Fig. 3: CPMV viral protein detection in mammalian cells.

a Western blot detecting CPMV coat proteins in RAW 264.7 macrophage cells at timepoint 0 h, 24 h, 48 h, 72 h, 96 h after CPMV was incubated with RAW 264.7 macrophage cells for 24 h. L-CP and S-CP are detectable at 0 h, to a lesser degree at 24 h. GAPDH staining confirms equal concentration loading of protein lysate. Controls are negative for CPMV detection. Non-specific staining is observed at ~47 kDa. b Fluorescently labeled CPMV-Cy5 was incubated with RAW 264.7 murine macrophage cells and flow cytometry was used to measure CPMV levels by means of Cy5 fluorescence. Median fluorescent intensity (MFI) shows CPMV-Cy5 at 0 h time point; signals decrease over time. N = 2. c No detection of CPMV 24 K protease in RAW 264.7 macrophage cells incubated with CPMV; CPMV-infected plant sap served as positive control. This data indicates that de novo protein synthesis of the 24 K protease is not apparent in mammalian cells exposed to CPMV. d RAW 264.7 macrophages were transfected with CPMV RNA; both CPMV coat proteins and 24 K protease cannot be detected.

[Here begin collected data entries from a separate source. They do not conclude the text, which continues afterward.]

//! Image build port.

use crate::release::domain::ImageTag;
use async_trait::async_trait;
use camino::Utf8Path;
use thiserror::Error;

/// Result type for image build operations.
pub type ImageBuildResult<T> = Result<T, ImageBuildError>;

/// Turns a prepared working directory into a container image.
#[async_trait]
pub trait ImageBuilder: Send + Sync {
    /// Builds the directory's descriptor and tags the image.
    ///
    /// Returns the reference later stages use to publish and deploy.
    ///
    /// # Errors
    ///
    /// Returns [`ImageBuildError::Failed`] when the build fails or
    /// [`ImageBuildError::Unavailable`] when no build engine is reachable.
    async fn build(&self, context_dir: &Utf8Path, tag: &ImageTag) -> ImageBuildResult<ImageTag>;

    /// Removes a built image so it cannot be deployed by accident.
    ///
    /// # Errors
    ///
    /// Returns [`ImageBuildError::Failed`] when removal fails.
    async fn discard(&self, image: &ImageTag) -> ImageBuildResult<()>;
}

/// Errors returned by image builders.
#[derive(Debug, Clone, Error, PartialEq, Eq)]
pub enum ImageBuildError {
    /// The build engine is not installed or not reachable.
    #[error("image builder unavailable: {0}")]
    Unavailable(String),

    /// The build itself failed.
    #[error("image build failed: {0}")]
    Failed(String),
}
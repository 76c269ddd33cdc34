//! Image publishing capability.

use crate::release::domain::{ArtifactUri, ImageTag};
use async_trait::async_trait;
use serde::{Deserialize, Serialize};
use std::fmt;
use thiserror::Error;

/// Result type for publish operations.
pub type PublishResult<T> = Result<T, PublishError>;

/// Registry an image is published to.
#[derive(Debug, Clone, Copy, Default, PartialEq, Eq, Hash, Serialize, Deserialize)]
#[serde(rename_all = "snake_case")]
pub enum RegistryKind {
    /// Images stay in the local engine.
    #[default]
    Local,
    /// Google Container Registry.
    Gcr,
    /// GitHub Container Registry.
    Ghcr,
    /// Amazon Elastic Container Registry.
    Ecr,
}

impl RegistryKind {
    /// Returns the canonical label.
    #[must_use]
    pub const fn as_str(self) -> &'static str {
        match self {
            Self::Local => "local",
            Self::Gcr => "gcr",
            Self::Ghcr => "ghcr",
            Self::Ecr => "ecr",
        }
    }
}

impl fmt::Display for RegistryKind {
    fn fmt(&self, f: &mut fmt::Formatter<'_>) -> fmt::Result {
        f.write_str(self.as_str())
    }
}

/// Publishes built images and reports where they live.
#[async_trait]
pub trait PublishCapability: Send + Sync {
    /// Checks that publishing is implemented for the configured registry.
    ///
    /// # Errors
    ///
    /// Returns [`PublishError::Unsupported`] for registries without an
    /// implementation.
    fn ensure_supported(&self) -> PublishResult<()>;

    /// Publishes an image and returns its artifact locator.
    ///
    /// # Errors
    ///
    /// Returns [`PublishError::Unsupported`] or [`PublishError::Failed`].
    async fn publish(&self, image: &ImageTag) -> PublishResult<ArtifactUri>;
}

/// Errors returned by publish adapters.
#[derive(Debug, Clone, Error, PartialEq, Eq)]
pub enum PublishError {
    /// The registry has no implementation. Retrying will not help.
    #[error("publishing to {0} registries is not supported")]
    Unsupported(RegistryKind),

    /// Publishing failed.
    #[error("publish failed: {0}")]
    Failed(String),
}
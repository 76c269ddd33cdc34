//! Adapter implementations for the release pipeline ports.

mod build;
mod command;
mod deploy;
mod injector;
mod publish;
mod retrieval;
mod runtime;

pub use build::{DEFAULT_DOCKER_PROGRAM, DockerImageBuilder};
pub use command::{
    DEFAULT_COMMAND_TIMEOUT, RecordedCommand, ScriptedCommandRunner, TokioCommandRunner,
};
pub use deploy::{AGENT_PORT, ContainerDeployer, DEFAULT_NETWORK, DEFAULT_PUBLIC_BASE_URL};
pub use injector::{
    CONFIG_FILE, ConfigInjector, DEFAULT_BASE_IMAGE, DEFAULT_RUNTIME_PACKAGE, DESCRIPTOR_FILE,
    DescriptorSource, InjectionError,
};
pub use publish::RegistryPublisher;
pub use retrieval::{DEFAULT_GIT_PROGRAM, SourceRetriever};
pub use runtime::{InMemoryContainerHost, InMemoryImageBuilder};
//! Managed agent registration.
//!
//! A managed agent bundles the identity of a deployable agent with the three
//! configuration blobs the release pipeline consumes: the opaque engine
//! configuration handed to the agent runtime, where the source comes from,
//! and where the built image runs. The module follows hexagonal
//! architecture:
//!
//! - Domain types in [`domain`]
//! - Port contracts in [`ports`]
//! - Orchestration services in [`services`]
//!
//! Persistence adapters live in [`crate::store`] because a single store backs
//! both agents and their release history.

pub mod domain;
pub mod ports;
pub mod services;
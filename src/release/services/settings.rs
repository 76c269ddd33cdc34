//! Pipeline tuning knobs and the capability bundle.

use crate::release::adapters::ConfigInjector;
use crate::release::domain::DEFAULT_IMAGE_PREFIX;
use crate::release::ports::{DeployCapability, ImageBuilder, PublishCapability, RetrievalCapability};
use camino::Utf8PathBuf;
use std::sync::Arc;
use std::time::Duration;

/// Limits and naming used by every pipeline run.
#[derive(Debug, Clone, PartialEq, Eq)]
pub struct PipelineSettings {
    /// Prefix of every image tag.
    pub image_prefix: String,
    /// Parent of scratch workspaces; the system temp dir when absent.
    pub workspace_root: Option<Utf8PathBuf>,
    /// Limit for fetching source.
    pub retrieve_timeout: Duration,
    /// Limit for building an image.
    pub build_timeout: Duration,
    /// Limit for publishing an image.
    pub publish_timeout: Duration,
    /// Limit for starting or stopping a service.
    pub deploy_timeout: Duration,
    /// How long a pipeline waits for another run on the same agent.
    pub lock_timeout: Duration,
    /// Pipelines allowed to run at once across all agents.
    pub max_concurrent_pipelines: usize,
}

impl Default for PipelineSettings {
    fn default() -> Self {
        Self {
            image_prefix: DEFAULT_IMAGE_PREFIX.to_owned(),
            workspace_root: None,
            retrieve_timeout: Duration::from_secs(300),
            build_timeout: Duration::from_secs(1800),
            publish_timeout: Duration::from_secs(600),
            deploy_timeout: Duration::from_secs(300),
            lock_timeout: Duration::from_secs(60),
            max_concurrent_pipelines: 4,
        }
    }
}

/// Capabilities a pipeline drives, one per stage.
#[derive(Clone)]
pub struct ReleaseToolchain {
    /// Fetches source.
    pub retriever: Arc<dyn RetrievalCapability>,
    /// Writes runtime configuration and the build descriptor.
    pub injector: ConfigInjector,
    /// Builds and discards images.
    pub builder: Arc<dyn ImageBuilder>,
    /// Publishes images.
    pub publisher: Arc<dyn PublishCapability>,
    /// Starts and stops services.
    pub deployer: Arc<dyn DeployCapability>,
}
//! Domain model for agent versions and deployments.
//!
//! Versions move through `created → built → deployed`, with `failed` and
//! `rolled_back` as side exits; deployments are `running` until superseded.
//! Naming helpers derive the image tag and service name from agent identity
//! so repeated deploys replace the same container.

mod deployment;
mod error;
mod naming;
mod stage;
mod version;

pub use deployment::{
    DeployOutcome, Deployment, DeploymentId, DeploymentStatus, PersistedDeploymentData,
};
pub use error::{ParseDeploymentStatusError, ParseVersionStatusError, ReleaseDomainError};
pub use naming::{ArtifactUri, DeployRef, ImageTag, ServiceName, DEFAULT_IMAGE_PREFIX};
pub use stage::PipelineStage;
pub use version::{AgentVersion, PersistedVersionData, VersionId, VersionNumber, VersionStatus};
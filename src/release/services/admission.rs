//! Per-agent serialization and the global pipeline pool.

use crate::agent::domain::AgentId;
use std::collections::HashMap;
use std::sync::{Arc, Mutex, PoisonError};
use std::time::Duration;
use tokio::sync::{OwnedMutexGuard, OwnedSemaphorePermit, Semaphore};

/// Why admission was refused.
#[derive(Debug, Clone, Copy, PartialEq, Eq)]
pub(super) enum AdmissionError {
    /// Another pipeline held the agent past the wait limit.
    Busy,
    /// The pipeline pool has shut down.
    Closed,
}

/// Proof that a pipeline may run. Dropping it releases the agent and the
/// pool slot.
pub(super) struct Admission {
    _agent: OwnedMutexGuard<()>,
    _slot: OwnedSemaphorePermit,
}

/// One async mutex per agent plus a bounded pool shared by all agents.
pub(super) struct AdmissionControl {
    agents: Mutex<HashMap<AgentId, Arc<tokio::sync::Mutex<()>>>>,
    slots: Arc<Semaphore>,
    wait: Duration,
}

impl AdmissionControl {
    pub(super) fn new(max_concurrent: usize, wait: Duration) -> Self {
        Self {
            agents: Mutex::new(HashMap::new()),
            slots: Arc::new(Semaphore::new(max_concurrent.max(1))),
            wait,
        }
    }

    /// Waits for exclusive use of `agent_id`, then for a pool slot.
    ///
    /// The agent lock is taken first so queued runs of one agent do not
    /// occupy slots other agents could use.
    pub(super) async fn admit(&self, agent_id: &AgentId) -> Result<Admission, AdmissionError> {
        let lock = self.agent_lock(agent_id);
        let agent = tokio::time::timeout(self.wait, lock.lock_owned())
            .await
            .map_err(|_| AdmissionError::Busy)?;
        let slot = Arc::clone(&self.slots)
            .acquire_owned()
            .await
            .map_err(|_| AdmissionError::Closed)?;
        Ok(Admission {
            _agent: agent,
            _slot: slot,
        })
    }

    fn agent_lock(&self, agent_id: &AgentId) -> Arc<tokio::sync::Mutex<()>> {
        let mut agents = self.agents.lock().unwrap_or_else(PoisonError::into_inner);
        agents.retain(|_, lock| Arc::strong_count(lock) > 1);
        Arc::clone(agents.entry(agent_id.clone()).or_default())
    }
}
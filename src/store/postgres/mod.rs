//! `PostgreSQL` store for agents, versions, and deployments.
//!
//! The schema lives in `migrations/`; apply it with the diesel CLI before
//! pointing the store at a database.

mod models;
mod repository;
mod schema;

pub use repository::{AtelierPgPool, PostgresStore, connect};
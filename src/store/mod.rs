//! Persistence adapters shared by the agent and release modules.
//!
//! One store implements both [`crate::agent::ports::AgentRepository`] and
//! [`crate::release::ports::ReleaseRepository`]: the version counter lives on
//! the agent row and deleting an agent removes its release history.

mod memory;
pub mod postgres;

pub use memory::InMemoryStore;
pub use postgres::{AtelierPgPool, PostgresStore};
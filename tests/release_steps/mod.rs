//! Step definitions for release scenarios.

mod given;
mod then;
mod when;
pub mod world;
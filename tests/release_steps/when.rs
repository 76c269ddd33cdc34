//! When steps for release BDD scenarios.

use super::world::{ReleaseWorld, run_async};
use atelier::release::domain::VersionNumber;
use eyre::WrapErr;
use rstest_bdd_macros::when;

#[when("the agent is deployed")]
fn agent_is_deployed(world: &mut ReleaseWorld) -> Result<(), eyre::Report> {
    let agent_id = world.agent()?;
    let report = run_async(world.orchestrator.deploy(&agent_id)).wrap_err("deploy agent")?;
    world.last_release = Some(Ok(report));
    Ok(())
}

#[when("a deploy is attempted")]
fn deploy_is_attempted(world: &mut ReleaseWorld) -> Result<(), eyre::Report> {
    let agent_id = world.agent()?;
    world.last_release = Some(run_async(world.orchestrator.deploy(&agent_id)));
    Ok(())
}

#[when("the agent is rolled back to version {version:u32}")]
fn agent_is_rolled_back(world: &mut ReleaseWorld, version: u32) -> Result<(), eyre::Report> {
    let agent_id = world.agent()?;
    let number = VersionNumber::new(version)?;
    let report = run_async(world.orchestrator.rollback(&agent_id, number))
        .wrap_err_with(|| format!("roll back to version {version}"))?;
    world.last_release = Some(Ok(report));
    Ok(())
}
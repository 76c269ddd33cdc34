//! Pipeline stage tags attached to release failures.

use serde::{Deserialize, Serialize};
use std::fmt;

/// Step of the deploy or rollback pipeline where a failure happened.
#[derive(Debug, Clone, Copy, PartialEq, Eq, Hash, Serialize, Deserialize)]
#[serde(rename_all = "snake_case")]
pub enum PipelineStage {
    /// Waiting for the per-agent lock or a pipeline slot.
    Admission,
    /// Loading the agent and checking capability support.
    Preflight,
    /// Reserving the next version number.
    Allocate,
    /// Creating the scratch working directory.
    Workspace,
    /// Fetching agent source.
    Retrieve,
    /// Writing runtime configuration and the build descriptor.
    Configure,
    /// Building the container image.
    Build,
    /// Publishing the image to a registry.
    Publish,
    /// Starting the service.
    Deploy,
    /// Persisting version and deployment records.
    Record,
}

impl PipelineStage {
    /// Returns the canonical label.
    #[must_use]
    pub const fn as_str(self) -> &'static str {
        match self {
            Self::Admission => "admission",
            Self::Preflight => "preflight",
            Self::Allocate => "allocate",
            Self::Workspace => "workspace",
            Self::Retrieve => "retrieve",
            Self::Configure => "configure",
            Self::Build => "build",
            Self::Publish => "publish",
            Self::Deploy => "deploy",
            Self::Record => "record",
        }
    }
}

impl fmt::Display for PipelineStage {
    fn fmt(&self, f: &mut fmt::Formatter<'_>) -> fmt::Result {
        f.write_str(self.as_str())
    }
}
//! In-memory image builder and container host.
//!
//! These adapters model the build and deploy stages without a container
//! engine. They back pipeline tests and local dry runs.

use crate::agent::domain::{DeploymentConfig, DeploymentTarget};
use crate::release::domain::{DeployOutcome, DeployRef, ImageTag, ServiceName};
use crate::release::ports::{
    DeployCapability, DeployError, DeployResult, ImageBuildError, ImageBuildResult, ImageBuilder,
};
use async_trait::async_trait;
use camino::Utf8Path;
use std::collections::{HashMap, HashSet};
use std::sync::{Arc, RwLock};

/// Image builder that records builds instead of running them.
#[derive(Debug, Clone, Default)]
pub struct InMemoryImageBuilder {
    state: Arc<RwLock<BuilderState>>,
}

#[derive(Debug, Default)]
struct BuilderState {
    images: HashSet<ImageTag>,
    built: Vec<ImageTag>,
    discarded: Vec<ImageTag>,
    failure: Option<String>,
}

fn build_lock_error(err: impl ToString) -> ImageBuildError {
    ImageBuildError::Failed(err.to_string())
}

impl InMemoryImageBuilder {
    /// Creates a builder with no images.
    #[must_use]
    pub fn new() -> Self {
        Self::default()
    }

    /// Makes every subsequent build fail with `message`, or succeed again
    /// when `None`.
    ///
    /// # Errors
    ///
    /// Returns [`ImageBuildError::Failed`] when the state lock is poisoned.
    pub fn set_failure(&self, message: Option<&str>) -> ImageBuildResult<()> {
        let mut state = self.state.write().map_err(build_lock_error)?;
        state.failure = message.map(str::to_owned);
        Ok(())
    }

    /// Returns every tag built so far, in order.
    ///
    /// # Errors
    ///
    /// Returns [`ImageBuildError::Failed`] when the state lock is poisoned.
    pub fn built(&self) -> ImageBuildResult<Vec<ImageTag>> {
        let state = self.state.read().map_err(build_lock_error)?;
        Ok(state.built.clone())
    }

    /// Returns every tag discarded so far, in order.
    ///
    /// # Errors
    ///
    /// Returns [`ImageBuildError::Failed`] when the state lock is poisoned.
    pub fn discarded(&self) -> ImageBuildResult<Vec<ImageTag>> {
        let state = self.state.read().map_err(build_lock_error)?;
        Ok(state.discarded.clone())
    }

    /// Returns whether `image` is currently present.
    ///
    /// # Errors
    ///
    /// Returns [`ImageBuildError::Failed`] when the state lock is poisoned.
    pub fn contains(&self, image: &ImageTag) -> ImageBuildResult<bool> {
        let state = self.state.read().map_err(build_lock_error)?;
        Ok(state.images.contains(image))
    }
}

#[async_trait]
impl ImageBuilder for InMemoryImageBuilder {
    async fn build(&self, _context_dir: &Utf8Path, tag: &ImageTag) -> ImageBuildResult<ImageTag> {
        let mut state = self.state.write().map_err(build_lock_error)?;
        if let Some(message) = &state.failure {
            return Err(ImageBuildError::Failed(message.clone()));
        }
        state.images.insert(tag.clone());
        state.built.push(tag.clone());
        Ok(tag.clone())
    }

    async fn discard(&self, image: &ImageTag) -> ImageBuildResult<()> {
        let mut state = self.state.write().map_err(build_lock_error)?;
        state.images.remove(image);
        state.discarded.push(image.clone());
        Ok(())
    }
}

/// Container host that tracks running services in memory.
///
/// Only the local target is modelled. Like the container deployer, a deploy
/// removes the service's current instance before starting the new one, even
/// when the start then fails. Deploying an image that was never built is
/// allowed; the host does not cross-check a builder.
#[derive(Debug, Clone)]
pub struct InMemoryContainerHost {
    base_url: String,
    state: Arc<RwLock<HostState>>,
}

#[derive(Debug, Default)]
struct HostState {
    running: HashMap<ServiceName, (DeployRef, ImageTag)>,
    starts: Vec<(ServiceName, ImageTag)>,
    removed: Vec<DeployRef>,
    next_ref: u64,
    failure: Option<String>,
}

fn host_lock_error(err: impl ToString) -> DeployError {
    DeployError::Failed(err.to_string())
}

impl InMemoryContainerHost {
    /// Creates an empty host whose endpoints live under `http://localhost`.
    #[must_use]
    pub fn new() -> Self {
        Self {
            base_url: super::deploy::DEFAULT_PUBLIC_BASE_URL.to_owned(),
            state: Arc::default(),
        }
    }

    /// Makes every subsequent deploy fail with `message`, or succeed again
    /// when `None`.
    ///
    /// # Errors
    ///
    /// Returns [`DeployError::Failed`] when the state lock is poisoned.
    pub fn set_failure(&self, message: Option<&str>) -> DeployResult<()> {
        let mut state = self.state.write().map_err(host_lock_error)?;
        state.failure = message.map(str::to_owned);
        Ok(())
    }

    /// Returns the image currently running as `service`.
    ///
    /// # Errors
    ///
    /// Returns [`DeployError::Failed`] when the state lock is poisoned.
    pub fn running_image(&self, service: &ServiceName) -> DeployResult<Option<ImageTag>> {
        let state = self.state.read().map_err(host_lock_error)?;
        Ok(state.running.get(service).map(|(_, image)| image.clone()))
    }

    /// Returns every `(service, image)` start in order.
    ///
    /// # Errors
    ///
    /// Returns [`DeployError::Failed`] when the state lock is poisoned.
    pub fn starts(&self) -> DeployResult<Vec<(ServiceName, ImageTag)>> {
        let state = self.state.read().map_err(host_lock_error)?;
        Ok(state.starts.clone())
    }

    /// Returns every removed deployment reference in order.
    ///
    /// # Errors
    ///
    /// Returns [`DeployError::Failed`] when the state lock is poisoned.
    pub fn removed(&self) -> DeployResult<Vec<DeployRef>> {
        let state = self.state.read().map_err(host_lock_error)?;
        Ok(state.removed.clone())
    }
}

impl Default for InMemoryContainerHost {
    fn default() -> Self {
        Self::new()
    }
}

fn ensure_local(config: &DeploymentConfig) -> DeployResult<()> {
    match config.target() {
        DeploymentTarget::Local => Ok(()),
        other => Err(DeployError::Unsupported(other)),
    }
}

#[async_trait]
impl DeployCapability for InMemoryContainerHost {
    fn ensure_supported(&self, config: &DeploymentConfig) -> DeployResult<()> {
        ensure_local(config)
    }

    async fn deploy(
        &self,
        image: &ImageTag,
        service: &ServiceName,
        config: &DeploymentConfig,
    ) -> DeployResult<DeployOutcome> {
        ensure_local(config)?;
        let mut state = self.state.write().map_err(host_lock_error)?;
        if let Some((previous, _)) = state.running.remove(service) {
            state.removed.push(previous);
        }
        if let Some(message) = &state.failure {
            return Err(DeployError::Failed(message.clone()));
        }
        state.next_ref += 1;
        let deploy_ref = DeployRef::new(format!("mem-{}", state.next_ref));
        state
            .running
            .insert(service.clone(), (deploy_ref.clone(), image.clone()));
        state.starts.push((service.clone(), image.clone()));
        Ok(DeployOutcome {
            endpoint_url: format!("{}/api/v1/agents/{service}", self.base_url),
            deploy_ref,
            router_id: Some(service.as_str().to_owned()),
        })
    }

    async fn delete(&self, deploy_ref: &DeployRef, config: &DeploymentConfig) -> DeployResult<()> {
        ensure_local(config)?;
        let mut state = self.state.write().map_err(host_lock_error)?;
        state.running.retain(|_, (running, _)| running != deploy_ref);
        state.removed.push(deploy_ref.clone());
        Ok(())
    }
}
//! Shared fixtures for in-memory integration tests.

use atelier::agent::{
    domain::{AgentId, DeploymentConfig, RetrievalConfig},
    services::{AgentRegistryService, CreateAgentRequest},
};
use atelier::release::{
    adapters::{
        ConfigInjector, InMemoryContainerHost, InMemoryImageBuilder, RegistryPublisher,
        ScriptedCommandRunner, SourceRetriever,
    },
    ports::RegistryKind,
    services::{PipelineSettings, ReleaseOrchestrator, ReleaseToolchain},
};
use atelier::store::InMemoryStore;
use base64::Engine as _;
use base64::engine::general_purpose::STANDARD;
use mockable::DefaultClock;
use rstest::fixture;
use std::io::{Cursor, Write};
use std::sync::Arc;

/// Registry service over the in-memory store.
pub type TestRegistry = AgentRegistryService<InMemoryStore, DefaultClock>;
/// Orchestrator over the in-memory store.
pub type TestOrchestrator = ReleaseOrchestrator<InMemoryStore, InMemoryStore, DefaultClock>;

/// Services wired to in-memory capabilities, with handles for inspection.
pub struct Harness {
    /// Shared store.
    pub store: Arc<InMemoryStore>,
    /// Image builder fake.
    pub builder: Arc<InMemoryImageBuilder>,
    /// Container host fake.
    pub host: Arc<InMemoryContainerHost>,
    /// Agent registration service.
    pub registry: TestRegistry,
    /// Release orchestrator.
    pub orchestrator: TestOrchestrator,
}

impl Harness {
    /// Builds a harness publishing to `registry`.
    #[must_use]
    pub fn with_registry(registry: RegistryKind) -> Self {
        let store = Arc::new(InMemoryStore::new());
        let builder = Arc::new(InMemoryImageBuilder::new());
        let host = Arc::new(InMemoryContainerHost::new());
        let clock = Arc::new(DefaultClock);
        let toolchain = ReleaseToolchain {
            retriever: Arc::new(SourceRetriever::new(Arc::new(ScriptedCommandRunner::new()))),
            injector: ConfigInjector::default(),
            builder: Arc::clone(&builder) as _,
            publisher: Arc::new(RegistryPublisher::new(registry)),
            deployer: Arc::clone(&host) as _,
        };
        let settings = PipelineSettings {
            max_concurrent_pipelines: 8,
            ..PipelineSettings::default()
        };
        Self {
            registry: AgentRegistryService::new(Arc::clone(&store), Arc::clone(&clock)),
            orchestrator: ReleaseOrchestrator::new(
                Arc::clone(&store),
                Arc::clone(&store),
                clock,
                toolchain,
                settings,
            ),
            store,
            builder,
            host,
        }
    }

    /// Registers an agent with the given source and a local target.
    ///
    /// # Errors
    ///
    /// Returns an error when registration fails.
    pub async fn register(&self, name: &str, retrieval: RetrievalConfig) -> eyre::Result<AgentId> {
        self.register_as(name, name, retrieval).await
    }

    /// Registers an agent whose id differs from its display name.
    ///
    /// # Errors
    ///
    /// Returns an error when registration fails.
    pub async fn register_as(
        &self,
        id: &str,
        name: &str,
        retrieval: RetrievalConfig,
    ) -> eyre::Result<AgentId> {
        let request = CreateAgentRequest::new(name, retrieval)
            .with_id(id)
            .with_deployment(DeploymentConfig::local());
        let agent = self.registry.create(request).await?;
        Ok(agent.id().clone())
    }
}

/// Provides a harness publishing to the local engine.
#[fixture]
pub fn harness() -> Harness {
    Harness::with_registry(RegistryKind::Local)
}

/// Encodes a small agent project as a base64 zip archive source.
///
/// # Errors
///
/// Returns an error when the archive cannot be written.
pub fn zip_source() -> eyre::Result<RetrievalConfig> {
    let mut writer = zip::ZipWriter::new(Cursor::new(Vec::new()));
    writer.start_file("agent/main.py", zip::write::SimpleFileOptions::default())?;
    writer.write_all(b"def run():\n    return 'hello'\n")?;
    let bytes = writer.finish()?.into_inner();
    Ok(RetrievalConfig::archive(STANDARD.encode(bytes)))
}
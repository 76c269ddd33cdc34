//! Error types for release domain validation and parsing.

use thiserror::Error;

/// Errors returned while constructing or transitioning release values.
#[derive(Debug, Clone, Error, PartialEq, Eq)]
pub enum ReleaseDomainError {
    /// Version numbers start at one.
    #[error("version number must be positive, got {0}")]
    InvalidVersionNumber(i64),

    /// Transitioning between two version states is invalid.
    #[error("invalid version status transition: {from} -> {to}")]
    InvalidVersionTransition {
        /// Current status.
        from: String,
        /// Requested target status.
        to: String,
    },

    /// Transitioning between two deployment states is invalid.
    #[error("invalid deployment status transition: {from} -> {to}")]
    InvalidDeploymentTransition {
        /// Current status.
        from: String,
        /// Requested target status.
        to: String,
    },

    /// The image tag prefix cannot appear in an image reference.
    #[error("image prefix '{0}' is invalid (use lowercase letters, digits, '-', '_' or '.')")]
    InvalidImagePrefix(String),
}

/// Error returned while parsing a version status from persistence.
#[derive(Debug, Clone, Error, PartialEq, Eq)]
#[error("unknown version status: {0}")]
pub struct ParseVersionStatusError(pub String);

/// Error returned while parsing a deployment status from persistence.
#[derive(Debug, Clone, Error, PartialEq, Eq)]
#[error("unknown deployment status: {0}")]
pub struct ParseDeploymentStatusError(pub String);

Positive controls: CPMV for coat protein detection and CPMV infected plant sap for 24 K protease detection. e Cell lysates from RAW 264.7 macrophages transfected with CPMV RNA or a GFP expression cassette (positive control) were also analyzed by MudPIT analysis: CPMV-related proteins cannot be identified; GFP protein is detected among mouse proteins.